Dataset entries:
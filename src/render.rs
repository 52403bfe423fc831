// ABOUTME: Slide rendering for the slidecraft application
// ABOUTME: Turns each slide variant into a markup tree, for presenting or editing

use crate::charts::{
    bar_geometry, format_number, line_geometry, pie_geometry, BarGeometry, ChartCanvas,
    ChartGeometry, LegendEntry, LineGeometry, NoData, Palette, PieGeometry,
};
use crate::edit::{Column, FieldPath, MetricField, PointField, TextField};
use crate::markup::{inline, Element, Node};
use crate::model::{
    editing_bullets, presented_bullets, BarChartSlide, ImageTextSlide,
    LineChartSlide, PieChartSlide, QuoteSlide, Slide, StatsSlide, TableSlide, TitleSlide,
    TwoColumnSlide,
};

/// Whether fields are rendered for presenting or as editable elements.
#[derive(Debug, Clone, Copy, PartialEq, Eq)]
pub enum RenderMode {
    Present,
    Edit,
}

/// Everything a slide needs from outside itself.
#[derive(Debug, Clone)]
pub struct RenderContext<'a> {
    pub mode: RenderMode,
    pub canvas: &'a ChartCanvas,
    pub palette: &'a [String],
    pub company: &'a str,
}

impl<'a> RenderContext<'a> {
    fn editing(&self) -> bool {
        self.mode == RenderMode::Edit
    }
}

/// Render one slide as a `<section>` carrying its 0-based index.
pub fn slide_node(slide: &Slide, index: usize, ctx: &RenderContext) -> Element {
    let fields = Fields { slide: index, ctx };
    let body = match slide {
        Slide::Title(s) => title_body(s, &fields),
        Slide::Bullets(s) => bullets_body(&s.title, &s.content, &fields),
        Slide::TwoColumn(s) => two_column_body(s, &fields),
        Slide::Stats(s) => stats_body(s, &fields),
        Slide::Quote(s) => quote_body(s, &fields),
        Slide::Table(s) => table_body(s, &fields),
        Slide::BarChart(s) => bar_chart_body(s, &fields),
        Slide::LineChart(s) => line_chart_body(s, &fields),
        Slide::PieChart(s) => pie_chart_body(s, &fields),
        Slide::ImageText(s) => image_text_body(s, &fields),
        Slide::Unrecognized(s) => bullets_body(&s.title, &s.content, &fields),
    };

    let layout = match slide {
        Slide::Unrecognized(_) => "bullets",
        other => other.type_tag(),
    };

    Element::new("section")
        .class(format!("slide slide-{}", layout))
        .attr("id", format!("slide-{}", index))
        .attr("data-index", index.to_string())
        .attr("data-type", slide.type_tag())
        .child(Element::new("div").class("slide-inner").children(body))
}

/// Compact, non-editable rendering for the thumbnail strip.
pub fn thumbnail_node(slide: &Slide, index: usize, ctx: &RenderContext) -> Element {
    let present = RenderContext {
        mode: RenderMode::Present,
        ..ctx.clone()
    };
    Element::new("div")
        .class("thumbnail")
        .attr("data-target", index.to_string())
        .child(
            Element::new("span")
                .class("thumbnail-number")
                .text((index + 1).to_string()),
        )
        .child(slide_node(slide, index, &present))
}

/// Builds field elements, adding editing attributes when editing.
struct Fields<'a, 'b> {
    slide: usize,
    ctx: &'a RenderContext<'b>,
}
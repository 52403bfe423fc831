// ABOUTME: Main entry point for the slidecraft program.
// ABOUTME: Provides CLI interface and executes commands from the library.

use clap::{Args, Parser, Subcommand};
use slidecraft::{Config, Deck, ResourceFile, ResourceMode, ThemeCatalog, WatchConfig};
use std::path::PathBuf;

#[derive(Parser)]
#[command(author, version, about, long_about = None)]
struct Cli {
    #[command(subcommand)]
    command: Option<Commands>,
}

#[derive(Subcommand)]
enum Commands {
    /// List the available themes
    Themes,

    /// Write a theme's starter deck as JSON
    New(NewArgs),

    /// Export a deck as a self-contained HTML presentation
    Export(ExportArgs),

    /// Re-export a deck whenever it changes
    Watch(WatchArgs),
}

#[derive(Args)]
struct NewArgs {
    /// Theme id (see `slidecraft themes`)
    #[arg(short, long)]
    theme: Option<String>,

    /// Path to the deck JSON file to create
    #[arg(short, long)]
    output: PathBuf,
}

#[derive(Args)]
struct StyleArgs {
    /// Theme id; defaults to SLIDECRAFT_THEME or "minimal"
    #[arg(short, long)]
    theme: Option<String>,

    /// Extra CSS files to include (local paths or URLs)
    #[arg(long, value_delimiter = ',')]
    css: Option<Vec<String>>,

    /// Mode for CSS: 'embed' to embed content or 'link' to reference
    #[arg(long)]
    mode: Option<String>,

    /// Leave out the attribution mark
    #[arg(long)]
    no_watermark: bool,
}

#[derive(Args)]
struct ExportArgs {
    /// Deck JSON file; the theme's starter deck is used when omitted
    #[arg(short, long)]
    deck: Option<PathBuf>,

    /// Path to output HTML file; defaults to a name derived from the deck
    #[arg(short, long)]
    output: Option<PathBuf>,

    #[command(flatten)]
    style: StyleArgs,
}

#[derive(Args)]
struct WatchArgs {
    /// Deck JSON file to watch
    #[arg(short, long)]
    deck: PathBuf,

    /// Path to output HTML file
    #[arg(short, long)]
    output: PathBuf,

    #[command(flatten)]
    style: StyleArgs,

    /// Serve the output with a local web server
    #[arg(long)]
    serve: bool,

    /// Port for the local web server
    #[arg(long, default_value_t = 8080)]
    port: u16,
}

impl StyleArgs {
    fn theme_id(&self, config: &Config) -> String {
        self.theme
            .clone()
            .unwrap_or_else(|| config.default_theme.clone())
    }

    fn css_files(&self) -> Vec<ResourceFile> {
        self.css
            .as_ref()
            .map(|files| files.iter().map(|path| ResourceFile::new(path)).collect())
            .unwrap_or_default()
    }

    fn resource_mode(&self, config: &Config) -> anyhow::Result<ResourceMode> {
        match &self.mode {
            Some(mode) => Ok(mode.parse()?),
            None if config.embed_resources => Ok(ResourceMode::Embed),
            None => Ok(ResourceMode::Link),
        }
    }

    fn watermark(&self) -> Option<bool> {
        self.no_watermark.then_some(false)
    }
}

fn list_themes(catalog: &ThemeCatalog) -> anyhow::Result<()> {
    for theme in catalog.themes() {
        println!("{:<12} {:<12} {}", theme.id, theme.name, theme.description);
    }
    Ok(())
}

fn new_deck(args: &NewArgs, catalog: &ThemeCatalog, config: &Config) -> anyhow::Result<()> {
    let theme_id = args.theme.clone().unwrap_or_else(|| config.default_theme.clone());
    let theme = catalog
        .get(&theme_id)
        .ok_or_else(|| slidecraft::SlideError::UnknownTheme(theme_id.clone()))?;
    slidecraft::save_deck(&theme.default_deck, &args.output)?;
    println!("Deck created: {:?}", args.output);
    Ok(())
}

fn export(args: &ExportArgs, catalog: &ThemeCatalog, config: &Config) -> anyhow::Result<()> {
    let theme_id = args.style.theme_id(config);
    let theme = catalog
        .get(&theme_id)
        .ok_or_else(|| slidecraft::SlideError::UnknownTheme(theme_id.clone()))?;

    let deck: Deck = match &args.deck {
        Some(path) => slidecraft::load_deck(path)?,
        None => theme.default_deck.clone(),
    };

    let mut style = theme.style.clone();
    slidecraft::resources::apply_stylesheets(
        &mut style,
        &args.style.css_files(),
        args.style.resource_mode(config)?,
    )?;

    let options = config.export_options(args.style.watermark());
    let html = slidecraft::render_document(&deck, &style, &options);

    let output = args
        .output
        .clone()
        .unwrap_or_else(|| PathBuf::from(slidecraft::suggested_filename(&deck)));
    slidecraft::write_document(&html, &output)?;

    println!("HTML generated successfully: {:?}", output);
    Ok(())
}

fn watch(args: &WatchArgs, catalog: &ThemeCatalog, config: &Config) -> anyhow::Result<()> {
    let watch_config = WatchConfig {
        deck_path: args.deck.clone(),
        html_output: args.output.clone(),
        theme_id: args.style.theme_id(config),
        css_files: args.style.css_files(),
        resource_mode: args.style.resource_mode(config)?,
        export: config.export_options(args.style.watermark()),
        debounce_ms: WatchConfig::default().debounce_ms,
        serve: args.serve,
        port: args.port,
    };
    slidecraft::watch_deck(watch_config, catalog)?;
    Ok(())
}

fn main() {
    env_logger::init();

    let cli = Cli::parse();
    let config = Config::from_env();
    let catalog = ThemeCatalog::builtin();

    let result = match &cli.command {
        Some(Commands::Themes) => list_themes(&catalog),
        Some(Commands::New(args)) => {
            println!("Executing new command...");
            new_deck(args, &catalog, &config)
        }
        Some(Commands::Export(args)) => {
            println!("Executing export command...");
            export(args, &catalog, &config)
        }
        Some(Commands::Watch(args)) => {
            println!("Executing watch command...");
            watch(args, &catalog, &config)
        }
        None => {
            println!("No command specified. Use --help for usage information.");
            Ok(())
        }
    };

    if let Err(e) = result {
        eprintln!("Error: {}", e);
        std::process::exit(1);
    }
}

TASK DESCRIPTION
In the entries above, find the line with "from the deck" and the line with "file to watch", then restate word for word both of them and every line between, with nothing more.

WORKED SOLUTION
    /// Path to output HTML file; defaults to a name derived from the deck
    #[arg(short, long)]
    output: Option<PathBuf>,

    #[command(flatten)]
    style: StyleArgs,
}

#[derive(Args)]
struct WatchArgs {
    /// Deck JSON file to watch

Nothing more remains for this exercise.